TASK DIRECTIONS: The answer must be a single number: the count of lines below that contain the string "tracing".

Saved entries:
/// A task booked on a worker that was demoted while it waited moves to the
/// best active worker, keeping its retry count. Without one it is dropped.
fn rebook_if_demoted(s: &mut State, mut task: Task) -> (Option<Task>, Option<AssignerEvent>) {
    if s.pool.get(&task.worker_id).is_some_and(|w| w.is_active()) {
        return (Some(task), None);
    }
    s.pool.release(&task.worker_id);
    match s.pool.select(None) {
        Some(next) => {
            s.pool.assign_to(&next, Utc::now());
            tracing::debug!(target: "dispatch", from = %task.worker_id, to = %next, item_id = %task.item.id, "task moved off demoted worker");
            let ev = AssignerEvent::TaskAssigned {
                worker_id: next.clone(),
                item_id: task.item.id.clone(),
            };
            task.worker_id = next;
            (Some(task), Some(ev))
        }
        None => {
            s.counters.items_dropped += 1;
            tracing::warn!(target: "dispatch", item_id = %task.item.id, "no active worker, queued item dropped");
            let ev = AssignerEvent::ItemDropped {
                item_id: task.item.id,
                reason: "no active worker".into(),
            };
            (None, Some(ev))
        }
    }
}

/// Serial drain: one task at a time, pacing delay in between. Stops when
/// the queue is empty; `assign` restarts it.
async fn drain(inner: Arc<Inner>) {
    let delay = Duration::from_millis(inner.settings.task_delay_ms);
    loop {
        let (task, rebooked) = {
            let mut s = inner.lock();
            match s.queue.pop_front() {
                Some(t) => {
                    gauge!("dispatch_queue_len").set(s.queue.len() as f64);
                    rebook_if_demoted(&mut s, t)
                }
                None => {
                    s.draining = false;
                    s.drain = None;
                    break;
                }
            }
        };
        if let Some(ev) = rebooked {
            inner.emit(ev).await;
        }
        let Some(task) = task else {
            continue;
        };

        inner.process_task(task).await;

        let more = !inner.lock().queue.is_empty();
        if more && !delay.is_zero() {
            tokio::time::sleep(delay).await;
        }
    }
}
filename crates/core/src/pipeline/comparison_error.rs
use std::path::PathBuf;

use thiserror::Error;

use crate::quality::domain::psnr::ShapeMismatch;

/// Every way a sequence comparison can fail. None of these are retried and
/// none carry a partial average.
#[derive(Error, Debug)]
pub enum ComparisonError {
    #[error("could not open video {path}: {reason}")]
    SourceOpen { path: PathBuf, reason: String },
    #[error("frame counts do not match: {reference} vs {candidate}")]
    FrameCountMismatch { reference: usize, candidate: usize },
    #[error("error at frame {index}: {source}")]
    ShapeMismatch {
        index: usize,
        #[source]
        source: ShapeMismatch,
    },
    #[error("no valid frames to compare")]
    EmptyComparison,
}
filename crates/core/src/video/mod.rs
pub mod domain;
pub mod infrastructure;
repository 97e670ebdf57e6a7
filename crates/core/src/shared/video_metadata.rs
use std::path::PathBuf;

/// Container-level facts reported by a frame source when it is opened.
///
/// `total_frames` comes from the container header and is best-effort:
/// some formats omit it (reported as 0) or disagree with the number of
/// frames that actually decode.
#[derive(Clone, Debug, PartialEq)]
pub struct VideoMetadata {
    pub width: u32,
    pub height: u32,
    pub fps: f64,
    pub total_frames: usize,
    pub codec: String,
    pub source_path: Option<PathBuf>,
}
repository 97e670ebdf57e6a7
use crate::shared::frame::{ChannelOrder, Frame};

/// Converts a frame into the canonical representation used for comparison.
///
/// BGR frames have their first and third channel swapped in place; RGB and
/// grayscale frames pass through untouched.
pub fn normalize_to_rgb(mut frame: Frame) -> Frame {
    if frame.channel_order() != ChannelOrder::Bgr {
        return frame;
    }

    let channels = frame.channels() as usize;
    if channels >= 3 {
        for pixel in frame.data_mut().chunks_exact_mut(channels) {
            pixel.swap(0, 2);
        }
    }
    frame.with_channel_order(ChannelOrder::Rgb)
}
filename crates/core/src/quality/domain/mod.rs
pub mod psnr;
pub mod psnr_report;
use std::fmt;

use ndarray::ArrayView3;

/// Interleaving of the samples inside each pixel.
#[derive(Clone, Copy, Debug, PartialEq, Eq)]
pub enum ChannelOrder {
    Gray,
    Rgb,
    Bgr,
}

impl ChannelOrder {
    /// Default order for a channel count: 1 is grayscale, anything else RGB.
    pub fn for_channels(channels: u8) -> Self {
        if channels == 1 {
            ChannelOrder::Gray
        } else {
            ChannelOrder::Rgb
        }
    }
}

/// Dimensions of a frame in `(height, width, channels)` order.
#[derive(Clone, Copy, Debug, PartialEq, Eq)]
pub struct FrameShape {
    pub height: usize,
    pub width: usize,
    pub channels: usize,
}

impl FrameShape {
    pub fn sample_count(&self) -> usize {
        self.height * self.width * self.channels
    }
}

impl fmt::Display for FrameShape {
    fn fmt(&self, f: &mut fmt::Formatter<'_>) -> fmt::Result {
        write!(f, "({}, {}, {})", self.height, self.width, self.channels)
    }
}

/// A single decoded frame: contiguous 8-bit samples in row-major order.
///
/// Sources tag each frame with the [`ChannelOrder`] they decoded into;
/// comparison code normalizes before looking at pixel values.
#[derive(Clone, Debug)]
pub struct Frame {
    data: Vec<u8>,
    width: u32,
    height: u32,
    channels: u8,
    order: ChannelOrder,
    index: usize,
}

impl Frame {
    /// Panics when `data.len()` is not `width * height * channels`, in
    /// release builds too, so later views over the buffer can't fail.
    pub fn new(data: Vec<u8>, width: u32, height: u32, channels: u8, index: usize) -> Self {
        assert_eq!(
            data.len(),
            (width as usize) * (height as usize) * (channels as usize),
            "data length must equal width * height * channels"
        );
        Self {
            data,
            width,
            height,
            channels,
            order: ChannelOrder::for_channels(channels),
            index,
        }
    }

    pub fn with_channel_order(mut self, order: ChannelOrder) -> Self {
        self.order = order;
        self
    }

    pub fn data(&self) -> &[u8] {
        &self.data
    }

    pub fn data_mut(&mut self) -> &mut [u8] {
        &mut self.data
    }

    pub fn width(&self) -> u32 {
        self.width
    }

    pub fn height(&self) -> u32 {
        self.height
    }

    pub fn channels(&self) -> u8 {
        self.channels
    }

    pub fn channel_order(&self) -> ChannelOrder {
        self.order
    }

    pub fn index(&self) -> usize {
        self.index
    }

    pub fn shape(&self) -> FrameShape {
        FrameShape {
            height: self.height as usize,
            width: self.width as usize,
            channels: self.channels as usize,
        }
    }

    /// Two frames are comparable when dimensions and channel count agree.
    pub fn is_comparable(&self, other: &Frame) -> bool {
        self.shape() == other.shape()
    }

    pub fn as_ndarray(&self) -> ArrayView3<'_, u8> {
        let shape = self.shape();
        ArrayView3::from_shape((shape.height, shape.width, shape.channels), &self.data)
            .expect("length checked in Frame::new")
    }
}
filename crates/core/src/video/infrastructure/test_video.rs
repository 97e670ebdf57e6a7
//! Synthesizes small MPEG-4 clips for reader and comparator tests.

use std::path::{Path, PathBuf};

use ffmpeg_next::format::Pixel;
use ffmpeg_next::util::frame::video::Video as Picture;
use ffmpeg_next::Rational;

const FPS: i32 = 30;

/// Flat gray clip: frame `i` is filled with `base_value + 40 * i` (wrapping).
pub(crate) struct TestClip {
    frames: usize,
    width: u32,
    height: u32,
    base_value: u8,
}

impl TestClip {
    pub(crate) fn new(frames: usize) -> Self {
        Self {
            frames,
            width: 160,
            height: 120,
            base_value: 0,
        }
    }

    pub(crate) fn size(mut self, width: u32, height: u32) -> Self {
        self.width = width;
        self.height = height;
        self
    }

    pub(crate) fn base_value(mut self, base_value: u8) -> Self {
        self.base_value = base_value;
        self
    }

    fn fill_value(&self, index: usize) -> u8 {
        self.base_value.wrapping_add(((index * 40) % 256) as u8)
    }

    /// Encodes the clip to `<dir>/<name>.mp4` and returns the path.
    pub(crate) fn write(&self, dir: &Path, name: &str) -> PathBuf {
        let path = dir.join(format!("{name}.mp4"));
        ffmpeg_next::init().unwrap();

        let mut octx = ffmpeg_next::format::output(&path).unwrap();
        let codec = ffmpeg_next::encoder::find(ffmpeg_next::codec::Id::MPEG4).unwrap();
        let needs_global_header = octx
            .format()
            .flags()
            .contains(ffmpeg_next::format::Flags::GLOBAL_HEADER);
        let mut stream = octx.add_stream(Some(codec)).unwrap();

        let mut setup = ffmpeg_next::codec::context::Context::new_with_codec(codec)
            .encoder()
            .video()
            .unwrap();
        setup.set_width(self.width);
        setup.set_height(self.height);
        setup.set_format(Pixel::YUV420P);
        setup.set_time_base(Rational(1, FPS));
        setup.set_frame_rate(Some(Rational(FPS, 1)));
        if needs_global_header {
            setup.set_flags(ffmpeg_next::codec::Flags::GLOBAL_HEADER);
        }
        let mut encoder = setup.open_with(ffmpeg_next::Dictionary::new()).unwrap();
        stream.set_parameters(&encoder);

        octx.write_header().unwrap();
        let stream_time_base = octx.stream(0).unwrap().time_base();

        let mut to_yuv = ffmpeg_next::software::scaling::Context::get(
            Pixel::RGB24,
            self.width,
            self.height,
            Pixel::YUV420P,
            self.width,
            self.height,
            ffmpeg_next::software::scaling::Flags::BILINEAR,
        )
        .unwrap();

        macro_rules! write_pending_packets {
            () => {
                let mut packet = ffmpeg_next::Packet::empty();
                while encoder.receive_packet(&mut packet).is_ok() {
                    packet.set_stream(0);
                    packet.rescale_ts(Rational(1, FPS), stream_time_base);
                    packet.write_interleaved(&mut octx).unwrap();
                }
            };
        }

        for index in 0..self.frames {
            let mut rgb = Picture::new(Pixel::RGB24, self.width, self.height);
            rgb.data_mut(0).fill(self.fill_value(index));

            let mut yuv = Picture::empty();
            to_yuv.run(&rgb, &mut yuv).unwrap();
            yuv.set_pts(Some(index as i64));

            encoder.send_frame(&yuv).unwrap();
            write_pending_packets!();
        }

        encoder.send_eof().unwrap();
        write_pending_packets!();

        octx.write_trailer().unwrap();
        path
    }
}
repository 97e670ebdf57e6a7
use std::path::{Path, PathBuf};
use std::process;

use clap::Parser;

use psnr_core::pipeline::compare_sequences_use_case::{CompareOptions, CompareSequencesUseCase};
use psnr_core::pipeline::comparison_logger::{
    ComparisonLogger, NullComparisonLogger, StdoutComparisonLogger,
};
use psnr_core::quality::domain::psnr_report::PsnrReport;
use psnr_core::video::infrastructure::ffmpeg_reader::FfmpegReader;

/// Average PSNR between a reference video and a processed copy.
#[derive(Parser)]
#[command(name = "video-psnr")]
struct Cli {
    /// Reference (original) video file.
    reference: PathBuf,

    /// Candidate (processed) video file.
    candidate: PathBuf,

    /// Print the PSNR of every frame pair.
    #[arg(long)]
    per_frame: bool,

    /// Compare even if the containers report different frame counts.
    #[arg(long)]
    skip_count_check: bool,

    /// Log progress, stage timings and a PSNR range summary to stderr.
    /// Raises the default log level to `info`; `RUST_LOG` still wins.
    #[arg(long)]
    summary: bool,
}

fn main() {
    let cli = Cli::parse();
    env_logger::Builder::from_env(
        env_logger::Env::default().default_filter_or(default_log_filter(cli.summary)),
    )
    .init();

    if let Err(e) = run(cli) {
        eprintln!("Error: {e}");
        process::exit(1);
    }
}

/// Log filter used when `RUST_LOG` is unset.
fn default_log_filter(summary: bool) -> &'static str {
    if summary {
        "info"
    } else {
        "error"
    }
}

fn run(cli: Cli) -> Result<(), Box<dyn std::error::Error>> {
    let logger: Box<dyn ComparisonLogger> = if cli.summary {
        Box::new(StdoutComparisonLogger::default())
    } else {
        Box::new(NullComparisonLogger)
    };
    let options = CompareOptions {
        check_frame_counts: !cli.skip_count_check,
    };

    let mut use_case = CompareSequencesUseCase::new(
        Box::new(FfmpegReader::new()),
        Box::new(FfmpegReader::new()),
        logger,
        options,
    );
    let report = use_case
        .execute(&cli.reference, &cli.candidate)
        .map_err(|e| format!("Failed to compute PSNR: {e}"))?;
    use_case.logger().summary(&report);

    if cli.per_frame {
        print_frame_scores(&report);
    }
    println!(
        "{}",
        format_average(&cli.reference, &cli.candidate, &report)
    );

    Ok(())
}

fn print_frame_scores(report: &PsnrReport) {
    for (index, psnr) in report.frame_scores().iter().enumerate() {
        println!("frame {index}: {psnr:.2} dB");
    }
}

fn format_average(reference: &Path, candidate: &Path, report: &PsnrReport) -> String {
    format!(
        "Average PSNR between {} and {}: {:.2} dB",
        reference.display(),
        candidate.display(),
        report.average()
    )
}
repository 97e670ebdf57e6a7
pub mod ffmpeg_reader;
#[cfg(test)]
pub(crate) mod test_video;
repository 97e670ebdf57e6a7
use std::collections::HashMap;
use std::time::Instant;

use crate::quality::domain::psnr_report::PsnrReport;

/// Observer for comparison progress and per-frame results.
///
/// Keeps the comparator free of any particular output mechanism; the CLI
/// plugs in a `log`-backed implementation, library callers and tests use
/// [`NullComparisonLogger`].
pub trait ComparisonLogger {
    /// Report frame-level progress. `total` is the reported frame count and
    /// may be 0 when the container doesn't record one.
    fn progress(&mut self, current: usize, total: usize);

    /// Record how long a named stage took for one frame.
    fn timing(&mut self, stage: &str, duration_ms: f64);

    /// Record the PSNR of one frame pair.
    fn frame_score(&mut self, index: usize, psnr: f64);

    /// Log a human-readable status message.
    fn info(&mut self, message: &str);

    /// Emit an end-of-comparison summary for a finished report. Default: no-op.
    fn summary(&self, _report: &PsnrReport) {}
}

pub struct NullComparisonLogger;

impl ComparisonLogger for NullComparisonLogger {
    fn progress(&mut self, _current: usize, _total: usize) {}
    fn timing(&mut self, _stage: &str, _duration_ms: f64) {}
    fn frame_score(&mut self, _index: usize, _psnr: f64) {}
    fn info(&mut self, _message: &str) {}
}

/// CLI-oriented logger: throttled progress, per-stage timings, and a
/// summary with the PSNR range and throughput.
pub struct StdoutComparisonLogger {
    throttle_frames: usize,
    timings: HashMap<String, Vec<f64>>,
    start_time: Instant,
}

impl StdoutComparisonLogger {
    pub fn new(throttle_frames: usize) -> Self {
        Self {
            throttle_frames: throttle_frames.max(1),
            timings: HashMap::new(),
            start_time: Instant::now(),
        }
    }

    /// Formats the report's PSNR range next to the recorded stage timings.
    pub fn summary_string(&self, report: &PsnrReport) -> String {
        let elapsed_ms = self.start_time.elapsed().as_secs_f64() * 1000.0;
        let frames = report.frames_compared();
        let mut lines = Vec::new();

        lines.push(format!(
            "Comparison summary ({frames} frames, {:.1}s total):",
            elapsed_ms / 1000.0
        ));

        let mut stages: Vec<_> = self.timings.keys().collect();
        stages.sort();
        for stage in stages {
            let durations = &self.timings[stage];
            let total_ms: f64 = durations.iter().sum();
            let avg_ms = total_ms / durations.len().max(1) as f64;
            lines.push(format!(
                "  {stage:8}: avg {avg_ms:6.1}ms  total {total_ms:7.0}ms"
            ));
        }

        lines.push(format!(
            "  PSNR range: {:.2} .. {:.2} dB",
            report.min(),
            report.max()
        ));
        let identical = report.identical_frames();
        if identical > 0 {
            lines.push(format!("  Identical frames: {identical}"));
        }

        if elapsed_ms > 0.0 {
            let fps = frames as f64 / (elapsed_ms / 1000.0);
            lines.push(format!("  Throughput: {fps:.1} fps"));
        }

        lines.join("\n")
    }

    pub fn timings_for(&self, stage: &str) -> Option<&[f64]> {
        self.timings.get(stage).map(|v| v.as_slice())
    }
}

impl Default for StdoutComparisonLogger {
    fn default() -> Self {
        Self::new(crate::shared::constants::PROGRESS_THROTTLE_FRAMES)
    }
}

impl ComparisonLogger for StdoutComparisonLogger {
    fn progress(&mut self, current: usize, total: usize) {
        if current % self.throttle_frames != 0 && current != total {
            return;
        }
        if total > 0 {
            let pct = current as f64 / total as f64 * 100.0;
            log::info!("Comparing: {current}/{total} frames ({pct:.1}%)");
        } else {
            log::info!("Comparing: {current} frames");
        }
    }

    fn timing(&mut self, stage: &str, duration_ms: f64) {
        self.timings
            .entry(stage.to_string())
            .or_default()
            .push(duration_ms);
    }

    fn frame_score(&mut self, index: usize, psnr: f64) {
        log::debug!("Frame {index}: {psnr:.2} dB");
    }

    fn info(&mut self, message: &str) {
        log::info!("{message}");
    }

    fn summary(&self, report: &PsnrReport) {
        log::info!("\n\n{}", self.summary_string(report));
    }
}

ANSWER AREA: 2